Salize and Rossler [43] reported on the costs of maintaining comprehensive care for 66 patients with schizophrenia living in the community, and compared them with the costs of residential care. The study was conducted in Mannheim, Germany. Subjects were patients who had been discharged from either of the two Mannheim psychiatric hospitals, but who had had at least one inpatient episode within the previous 12 months.
To investigate actual costs, the researchers developed the Mannheim Service Recording Sheet (MSRS); all service interventions were recorded, including therapy, medication, supportive services, activities of daily living services, general consultations, advice on occupation, accommodation (including sheltered accommodation where required), crisis intervention and somatic treatment. Care needs were identified at the beginning and end of the study. Costs per service were computed for all services, including capital costs, staff costs, overheads and other costs associated with providing psychiatric services. Because a psychiatric perspective was adopted, the social costs of housing (when not sheltered care), informal caregiving and foregone employment were not included.

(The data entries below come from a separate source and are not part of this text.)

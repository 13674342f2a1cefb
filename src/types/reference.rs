// ABOUTME: Opaque subscription reference handed out by the dispatcher.
// ABOUTME: Only the crate can mint one, so callers cannot forge references.

use uuid::Uuid;

/// Identifies one live asynchronous exchange.
///
/// References are minted fresh for every asynchronous command and are never
/// reused, even after the subscription they name has ended.
#[derive(Clone, Copy, PartialEq, Eq, Hash)]
pub struct Reference(Uuid);

impl Reference {
    pub(crate) fn fresh() -> Self {
        Self(Uuid::new_v4())
    }
}

impl std::fmt::Debug for Reference {
    fn fmt(&self, f: &mut std::fmt::Formatter<'_>) -> std::fmt::Result {
        write!(f, "Reference({})", self.0.simple())
    }
}

impl std::fmt::Display for Reference {
    fn fmt(&self, f: &mut std::fmt::Formatter<'_>) -> std::fmt::Result {
        write!(f, "#ref<{}>", self.0.simple())
    }
}
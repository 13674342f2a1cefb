// ABOUTME: Query-string encoding for engine requests.
// ABOUTME: Drops keys an endpoint does not accept and JSON-encodes composite filters.

use std::collections::BTreeMap;

/// A single filter value supplied by a caller, before normalisation.
#[derive(Debug, Clone, PartialEq, Eq)]
pub enum FilterValue {
    One(String),
    Many(Vec<String>),
}

impl From<&str> for FilterValue {
    fn from(value: &str) -> Self {
        FilterValue::One(value.to_string())
    }
}

impl From<String> for FilterValue {
    fn from(value: String) -> Self {
        FilterValue::One(value)
    }
}

impl From<Vec<String>> for FilterValue {
    fn from(values: Vec<String>) -> Self {
        FilterValue::Many(values)
    }
}

impl From<Vec<&str>> for FilterValue {
    fn from(values: Vec<&str>) -> Self {
        FilterValue::Many(values.into_iter().map(str::to_string).collect())
    }
}

/// Caller-facing filter mapping, e.g. `label => "app=web"`.
#[derive(Debug, Clone, Default, PartialEq, Eq)]
pub struct Filters(BTreeMap<String, FilterValue>);

impl Filters {
    pub fn new() -> Self {
        Self::default()
    }

    pub fn with(mut self, name: impl Into<String>, value: impl Into<FilterValue>) -> Self {
        self.insert(name, value);
        self
    }

    /// Add a filter. Repeated names accumulate values.
    pub fn insert(&mut self, name: impl Into<String>, value: impl Into<FilterValue>) {
        let name = name.into();
        let value = value.into();
        match self.0.remove(&name) {
            None => {
                self.0.insert(name, value);
            }
            Some(existing) => {
                let mut merged = into_list(existing);
                merged.extend(into_list(value));
                self.0.insert(name, FilterValue::Many(merged));
            }
        }
    }

    pub fn is_empty(&self) -> bool {
        self.0.is_empty()
    }

    /// Normalise every value to a list of strings.
    pub fn to_spec(&self) -> FilterSpec {
        self.0
            .iter()
            .map(|(name, value)| (name.clone(), into_list(value.clone())))
            .collect()
    }
}

fn into_list(value: FilterValue) -> Vec<String> {
    match value {
        FilterValue::One(v) => vec![v],
        FilterValue::Many(vs) => vs,
    }
}

/// Filter name to its list of values, as the engine expects them.
pub type FilterSpec = BTreeMap<String, Vec<String>>;

#[derive(Debug, Clone, PartialEq)]
enum Value {
    Flag(bool),
    Int(i64),
    Text(String),
    Filters(Filters),
}

/// Request options for one command, kept in insertion order.
#[derive(Debug, Clone, Default, PartialEq)]
pub struct Query {
    pairs: Vec<(String, Value)>,
}

impl Query {
    pub fn new() -> Self {
        Self::default()
    }

    pub fn flag(self, key: &str, value: bool) -> Self {
        self.set(key, Value::Flag(value))
    }

    pub fn int(self, key: &str, value: i64) -> Self {
        self.set(key, Value::Int(value))
    }

    pub fn text(self, key: &str, value: impl Into<String>) -> Self {
        self.set(key, Value::Text(value.into()))
    }

    /// Set `key` only when a value is present.
    pub fn text_opt(self, key: &str, value: Option<impl Into<String>>) -> Self {
        match value {
            Some(v) => self.text(key, v),
            None => self,
        }
    }

    /// Set the composite `filters` option. Empty filters are omitted.
    pub fn filters(self, filters: &Filters) -> Self {
        if filters.is_empty() {
            return self;
        }
        self.set("filters", Value::Filters(filters.clone()))
    }

    fn set(mut self, key: &str, value: Value) -> Self {
        self.pairs.retain(|(k, _)| k != key);
        self.pairs.push((key.to_string(), value));
        self
    }

    /// True when the response body is unbounded (`follow` or `stream` set),
    /// which forces asynchronous handling.
    pub fn is_unbounded(&self) -> bool {
        self.pairs.iter().any(|(k, v)| {
            (k == "follow" || k == "stream") && matches!(v, Value::Flag(true) | Value::Int(1))
        })
    }

    /// Encode the accepted keys as `k=v&...`, without a leading `?`.
    pub fn encode(&self, allowed: &[&str]) -> String {
        self.pairs
            .iter()
            .filter(|(k, _)| allowed.contains(&k.as_str()))
            .map(|(k, v)| format!("{}={}", urlencoding::encode(k), encode_value(v)))
            .collect::<Vec<_>>()
            .join("&")
    }
}

fn encode_value(value: &Value) -> String {
    match value {
        Value::Flag(b) => b.to_string(),
        Value::Int(n) => n.to_string(),
        Value::Text(s) => urlencoding::encode(s).into_owned(),
        Value::Filters(filters) => {
            let json = serde_json::Value::from_iter(
                filters
                    .to_spec()
                    .into_iter()
                    .map(|(name, values)| (name, serde_json::Value::from(values))),
            );
            urlencoding::encode(&json.to_string()).into_owned()
        }
    }
}

/// Join a base path with the accepted query options.
pub fn build_path(base: &str, query: &Query, allowed: &[&str]) -> String {
    let encoded = query.encode(allowed);
    if encoded.is_empty() {
        base.to_string()
    } else {
        format!("{base}?{encoded}")
    }
}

The average cost of community care was reported to be US$18 377 per case per annum, which was compared with the cost of care in a long-term state psychiatric hospital of US$43 000 per case. The cost of a permanently incarcerated patient was US$61 261 per annum. When the costs were broken down, 38% were due to sheltered accommodation, 38% to rehospitalization, 10% to outpatient care, 6% for medication, 5% for rehabilitative care and 2% for other. The authors reported that community care cost 43% of institutional care; and concluded that community care was the better choice.

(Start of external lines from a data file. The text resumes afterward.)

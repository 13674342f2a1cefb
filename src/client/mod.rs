// ABOUTME: Engine client core: dispatcher, connection pool, subscriptions, and stream decoding.
// ABOUTME: Re-exports the types callers need to build, dispatch, and consume commands.

mod codec;
mod command;
mod connection;
pub mod demux;
mod dispatcher;
mod endpoint;
mod error;
mod pool;
mod query;
mod registry;
mod subscription;
mod transport;

pub use codec::{DecodeError, Decoded, FrameDecoder, JsonDecoder};
pub use command::{
    Body, Command, CommandConfig, CommandConfigBuilder, CommandConfigError, DEFAULT_IDLE_TIMEOUT,
    DEFAULT_TIMEOUT, INTERACTIVE_TIMEOUT, Sink, TimeoutPolicy, Timeouts, Verb, WAIT_TIMEOUT,
};
pub use connection::ConnectionId;
pub use demux::{Channel, Chunk, DemuxMode, Demuxer};
pub use dispatcher::{
    AsyncHandle, Client, ClientOptions, ConnectionHandle, DEFAULT_API_VERSION, Dispatched, Response,
};
pub use endpoint::{DEFAULT_PLAIN_PORT, DEFAULT_SOCKET, DEFAULT_TLS_PORT, Endpoint, EndpointError};
pub use error::{Error, RemoteErrorKind, Result, classify};
pub use pool::PoolStats;
pub use query::{FilterSpec, FilterValue, Filters, Query, build_path};
pub use registry::SubscriptionRegistry;
pub use subscription::{EndReason, Message, Payload, Subscription};
pub use transport::{BoxedIo, Io, SocketTransport, TlsMaterial, Transport};
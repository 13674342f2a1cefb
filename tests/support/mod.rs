// ABOUTME: Test support utilities.
// ABOUTME: Provides tracing setup and an in-process fake engine on a Unix socket.

// Each test binary only uses some of these helpers, so allow dead_code.
#![allow(dead_code)]

use dockwire::client::demux::{Channel, encode_frame};
use dockwire::client::{Client, ClientOptions, Endpoint, SocketTransport};
use std::path::{Path, PathBuf};
use std::sync::atomic::{AtomicUsize, Ordering};
use std::sync::{Arc, Mutex, Once};
use std::time::Duration;
use tokio::io::{AsyncBufReadExt, AsyncReadExt, AsyncWriteExt, BufReader};
use tokio::net::{UnixListener, UnixStream};
use tokio::task::JoinHandle;

static TRACING_INIT: Once = Once::new();

/// Initialize tracing for tests. Safe to call multiple times.
pub fn init_tracing() {
    TRACING_INIT.call_once(|| {
        use tracing_subscriber::EnvFilter;
        let filter = EnvFilter::from_default_env()
            .add_directive("dockwire=debug".parse().unwrap());
        tracing_subscriber::fmt()
            .with_env_filter(filter)
            .with_test_writer()
            .try_init()
            .ok();
    });
}

/// One request as the fake engine received it.
#[derive(Debug, Clone)]
pub struct Recorded {
    pub method: String,
    /// Full request target, including the version prefix and query.
    pub target: String,
    pub headers: Vec<(String, String)>,
    pub body: Vec<u8>,
    /// Which accepted connection carried it, counting from 1.
    pub connection: usize,
}

impl Recorded {
    /// Path without the `/vX.Y` prefix and without the query.
    pub fn route(&self) -> &str {
        let path = self.target.split('?').next().unwrap_or_default();
        match path.strip_prefix("/v") {
            Some(rest) => rest.find('/').map(|i| &rest[i..]).unwrap_or(path),
            None => path,
        }
    }

    pub fn query(&self) -> &str {
        self.target.split_once('?').map(|(_, q)| q).unwrap_or_default()
    }

    pub fn header(&self, name: &str) -> Option<&str> {
        self.headers
            .iter()
            .find(|(k, _)| k.eq_ignore_ascii_case(name))
            .map(|(_, v)| v.as_str())
    }
}

/// How the fake engine answers a request.
#[derive(Debug, Clone)]
pub enum Reply {
    Json(u16, serde_json::Value),
    Text(u16, String),
    /// Chunked body written part by part after each delay. With `end` the
    /// body is terminated; without, the engine keeps the stream open.
    Stream {
        parts: Vec<(Duration, Vec<u8>)>,
        end: bool,
    },
    /// `101` upgrade, then echo every input back.
    Upgrade { framed: bool },
    /// Never answer.
    Hang,
}

impl Reply {
    pub fn ok_json(value: serde_json::Value) -> Self {
        Reply::Json(200, value)
    }

    pub fn error(status: u16, message: &str) -> Self {
        Reply::Json(status, serde_json::json!({ "message": message }))
    }

    pub fn empty(status: u16) -> Self {
        Reply::Text(status, String::new())
    }

    /// A finished stream of newline-separated JSON documents.
    pub fn json_lines(values: &[serde_json::Value]) -> Self {
        Reply::Stream {
            parts: values
                .iter()
                .map(|v| (Duration::ZERO, format!("{v}\n").into_bytes()))
                .collect(),
            end: true,
        }
    }

    /// A stream that sends `part` every `every` for a long time.
    pub fn ticking(every: Duration, part: &[u8]) -> Self {
        Reply::Stream {
            parts: (0..10_000).map(|_| (every, part.to_vec())).collect(),
            end: false,
        }
    }
}

type Handler = Arc<dyn Fn(&Recorded) -> Reply + Send + Sync>;

/// An engine double bound to a temporary Unix socket.
pub struct FakeEngine {
    path: PathBuf,
    _dir: tempfile::TempDir,
    accepted: Arc<AtomicUsize>,
    requests: Arc<Mutex<Vec<Recorded>>>,
    task: JoinHandle<()>,
}

impl FakeEngine {
    pub async fn start<F>(handler: F) -> Self
    where
        F: Fn(&Recorded) -> Reply + Send + Sync + 'static,
    {
        let dir = tempfile::tempdir().unwrap();
        let path = dir.path().join("engine.sock");
        let listener = UnixListener::bind(&path).unwrap();
        let accepted = Arc::new(AtomicUsize::new(0));
        let requests = Arc::new(Mutex::new(Vec::new()));
        let handler: Handler = Arc::new(handler);

        let task = {
            let accepted = accepted.clone();
            let requests = requests.clone();
            tokio::spawn(async move {
                while let Ok((stream, _)) = listener.accept().await {
                    let connection = accepted.fetch_add(1, Ordering::SeqCst) + 1;
                    tokio::spawn(serve(stream, connection, handler.clone(), requests.clone()));
                }
            })
        };

        Self {
            path,
            _dir: dir,
            accepted,
            requests,
            task,
        }
    }

    pub fn path(&self) -> &Path {
        &self.path
    }

    pub fn host(&self) -> String {
        format!("unix://{}", self.path.display())
    }

    pub fn endpoint(&self) -> Endpoint {
        Endpoint::Unix(self.path.clone())
    }

    pub fn client(&self) -> Client {
        self.client_with(ClientOptions::default())
    }

    pub fn client_with(&self, options: ClientOptions) -> Client {
        Client::with_transport(self.endpoint(), Arc::new(SocketTransport::new()), options)
    }

    /// Connections accepted so far.
    pub fn accepted(&self) -> usize {
        self.accepted.load(Ordering::SeqCst)
    }

    pub fn requests(&self) -> Vec<Recorded> {
        self.requests.lock().unwrap().clone()
    }

    pub fn last_request(&self) -> Recorded {
        self.requests().pop().expect("no request received")
    }
}

impl Drop for FakeEngine {
    fn drop(&mut self) {
        self.task.abort();
    }
}

async fn serve(
    stream: UnixStream,
    connection: usize,
    handler: Handler,
    requests: Arc<Mutex<Vec<Recorded>>>,
) {
    let mut reader = BufReader::new(stream);
    loop {
        let Some(request) = read_request(&mut reader, connection).await else {
            return;
        };
        requests.lock().unwrap().push(request.clone());

        match handler(&request) {
            Reply::Json(status, value) => {
                let body = value.to_string();
                if write_response(&mut reader, status, "application/json", body.as_bytes())
                    .await
                    .is_err()
                {
                    return;
                }
            }
            Reply::Text(status, body) => {
                if write_response(&mut reader, status, "text/plain", body.as_bytes())
                    .await
                    .is_err()
                {
                    return;
                }
            }
            Reply::Stream { parts, end } => {
                let head = "HTTP/1.1 200 OK\r\nContent-Type: application/json\r\nTransfer-Encoding: chunked\r\n\r\n";
                if reader.get_mut().write_all(head.as_bytes()).await.is_err() {
                    return;
                }
                for (delay, part) in parts {
                    tokio::time::sleep(delay).await;
                    let mut chunk = format!("{:x}\r\n", part.len()).into_bytes();
                    chunk.extend_from_slice(&part);
                    chunk.extend_from_slice(b"\r\n");
                    if reader.get_mut().write_all(&chunk).await.is_err() {
                        return;
                    }
                }
                if !end {
                    std::future::pending::<()>().await;
                }
                if reader.get_mut().write_all(b"0\r\n\r\n").await.is_err() {
                    return;
                }
            }
            Reply::Upgrade { framed } => {
                let head = "HTTP/1.1 101 UPGRADED\r\nContent-Type: application/vnd.docker.raw-stream\r\nConnection: Upgrade\r\nUpgrade: tcp\r\n\r\n";
                if reader.get_mut().write_all(head.as_bytes()).await.is_err() {
                    return;
                }
                let mut buf = [0u8; 4096];
                loop {
                    let n = match reader.read(&mut buf).await {
                        Ok(0) | Err(_) => return,
                        Ok(n) => n,
                    };
                    let out = if framed {
                        encode_frame(Channel::Stdout, &buf[..n]).to_vec()
                    } else {
                        buf[..n].to_vec()
                    };
                    if reader.get_mut().write_all(&out).await.is_err() {
                        return;
                    }
                }
            }
            Reply::Hang => std::future::pending::<()>().await,
        }
    }
}

async fn read_request(reader: &mut BufReader<UnixStream>, connection: usize) -> Option<Recorded> {
    let mut line = String::new();
    if reader.read_line(&mut line).await.ok()? == 0 {
        return None;
    }
    let mut parts = line.split_whitespace();
    let method = parts.next()?.to_string();
    let target = parts.next()?.to_string();

    let mut headers = Vec::new();
    loop {
        let mut header = String::new();
        if reader.read_line(&mut header).await.ok()? == 0 {
            return None;
        }
        let header = header.trim_end();
        if header.is_empty() {
            break;
        }
        let (name, value) = header.split_once(':')?;
        headers.push((name.trim().to_string(), value.trim().to_string()));
    }

    let length = headers
        .iter()
        .find(|(k, _)| k.eq_ignore_ascii_case("content-length"))
        .and_then(|(_, v)| v.parse::<usize>().ok())
        .unwrap_or(0);
    let mut body = vec![0u8; length];
    reader.read_exact(&mut body).await.ok()?;

    Some(Recorded {
        method,
        target,
        headers,
        body,
        connection,
    })
}

async fn write_response(
    reader: &mut BufReader<UnixStream>,
    status: u16,
    content_type: &str,
    body: &[u8],
) -> std::io::Result<()> {
    let (body, length) = if status == 204 || status == 304 {
        (&[][..], 0)
    } else {
        (body, body.len())
    };
    let head = format!(
        "HTTP/1.1 {status} {}\r\nContent-Type: {content_type}\r\nContent-Length: {length}\r\n\r\n",
        reason(status)
    );
    let stream = reader.get_mut();
    stream.write_all(head.as_bytes()).await?;
    stream.write_all(body).await?;
    stream.flush().await
}

fn reason(status: u16) -> &'static str {
    match status {
        200 => "OK",
        201 => "Created",
        204 => "No Content",
        304 => "Not Modified",
        400 => "Bad Request",
        404 => "Not Found",
        409 => "Conflict",
        500 => "Internal Server Error",
        _ => "Status",
    }
}

/// Poll `check` until it holds or a second passes.
pub async fn eventually(mut check: impl FnMut() -> bool) -> bool {
    for _ in 0..100 {
        if check() {
            return true;
        }
        tokio::time::sleep(Duration::from_millis(10)).await;
    }
    check()
}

The caveats reported by the authors on the findings included that Mannheim was a special case because of the well-established specialized services available to support community care, that there were no improvement in outcomes at the end of the 12-month study period, and that indirect costs (e.g. family caregiving) were not assessed. In addition, it could also be argued that their method of establishing institutional costs may have resulted in artificial estimates since these were average costs across Germany; no consideration was given to the real costs associated with the psychiatric hospitals in Mannheim.
Cost-effectiveness analysis
The difficulty with cost minimization is that health outcomes usually vary between programmes. Where this is the case, cost-effectiveness analysis (CEA) is used to determine which programme is the better means of achieving desired health outcomes for particular patient groups. Cost-effectiveness analysis involves determining the cost per health outcome unit for the programme of interest and then comparing this with those from a different programme (e.g. a new drug therapy compared with the conventional therapy). That is, it is concerned with productive efficiency. An example is Davies and Drummond's evaluation of clozapine drug therapy for treatment-resistant schizophrenia. They compared the costs of therapy with the gains measured in years of life with no disability or only mild disability [44].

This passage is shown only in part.